▶ **Materials provided**:
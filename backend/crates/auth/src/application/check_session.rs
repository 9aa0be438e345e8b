//! Check Session Use Case
//!
//! Resolves a cookie token into its stored session.

use std::sync::Arc;

use crate::application::config::AuthConfig;
use crate::domain::entity::session::Session;
use crate::domain::repository::SessionRepository;
use crate::domain::value_object::session_token::SessionToken;
use crate::error::AuthResult;

/// Check session use case
pub struct CheckSessionUseCase<S>
where
    S: SessionRepository,
{
    session_repo: Arc<S>,
    config: Arc<AuthConfig>,
}

impl<S> CheckSessionUseCase<S>
where
    S: SessionRepository,
{
    pub fn new(session_repo: Arc<S>, config: Arc<AuthConfig>) -> Self {
        Self {
            session_repo,
            config,
        }
    }

    /// Returns the live session for `session_token`, or `None` when the
    /// token is forged, unknown, or expired.
    pub async fn execute(&self, session_token: &str) -> AuthResult<Option<Session>> {
        let Some(session_id) = SessionToken::verify(session_token, &self.config.session_secret)
        else {
            tracing::debug!("Rejected session token with bad signature");
            return Ok(None);
        };

        let Some(session) = self.session_repo.find_by_id(session_id).await? else {
            return Ok(None);
        };

        // Stores filter on expiry already; this covers a clock edge between query and use
        if session.is_expired() {
            if let Err(e) = self.session_repo.delete(session_id).await {
                tracing::warn!(
                    error = %e,
                    session_id = %session_id,
                    "Failed to delete expired session"
                );
            }
            return Ok(None);
        }

        Ok(Some(session))
    }
}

▶ **Instructions for the task**:
Return the entries above word for word.

▶ **Response below**:
filename backend/crates/auth/src/application/check_session.rs
repository 9aa0be438e345e8b
//! Check Session Use Case
//!
//! Resolves a cookie token into its stored session.

use std::sync::Arc;

use crate::application::config::AuthConfig;
use crate::domain::entity::session::Session;
use crate::domain::repository::SessionRepository;
use crate::domain::value_object::session_token::SessionToken;
use crate::error::AuthResult;

/// Check session use case
pub struct CheckSessionUseCase<S>
where
    S: SessionRepository,
{
    session_repo: Arc<S>,
    config: Arc<AuthConfig>,
}

impl<S> CheckSessionUseCase<S>
where
    S: SessionRepository,
{
    pub fn new(session_repo: Arc<S>, config: Arc<AuthConfig>) -> Self {
        Self {
            session_repo,
            config,
        }
    }

    /// Returns the live session for `session_token`, or `None` when the
    /// token is forged, unknown, or expired.
    pub async fn execute(&self, session_token: &str) -> AuthResult<Option<Session>> {
        let Some(session_id) = SessionToken::verify(session_token, &self.config.session_secret)
        else {
            tracing::debug!("Rejected session token with bad signature");
            return Ok(None);
        };

        let Some(session) = self.session_repo.find_by_id(session_id).await? else {
            return Ok(None);
        };

        // Stores filter on expiry already; this covers a clock edge between query and use
        if session.is_expired() {
            if let Err(e) = self.session_repo.delete(session_id).await {
                tracing::warn!(
                    error = %e,
                    session_id = %session_id,
                    "Failed to delete expired session"
                );
            }
            return Ok(None);
        }

        Ok(Some(session))
    }
}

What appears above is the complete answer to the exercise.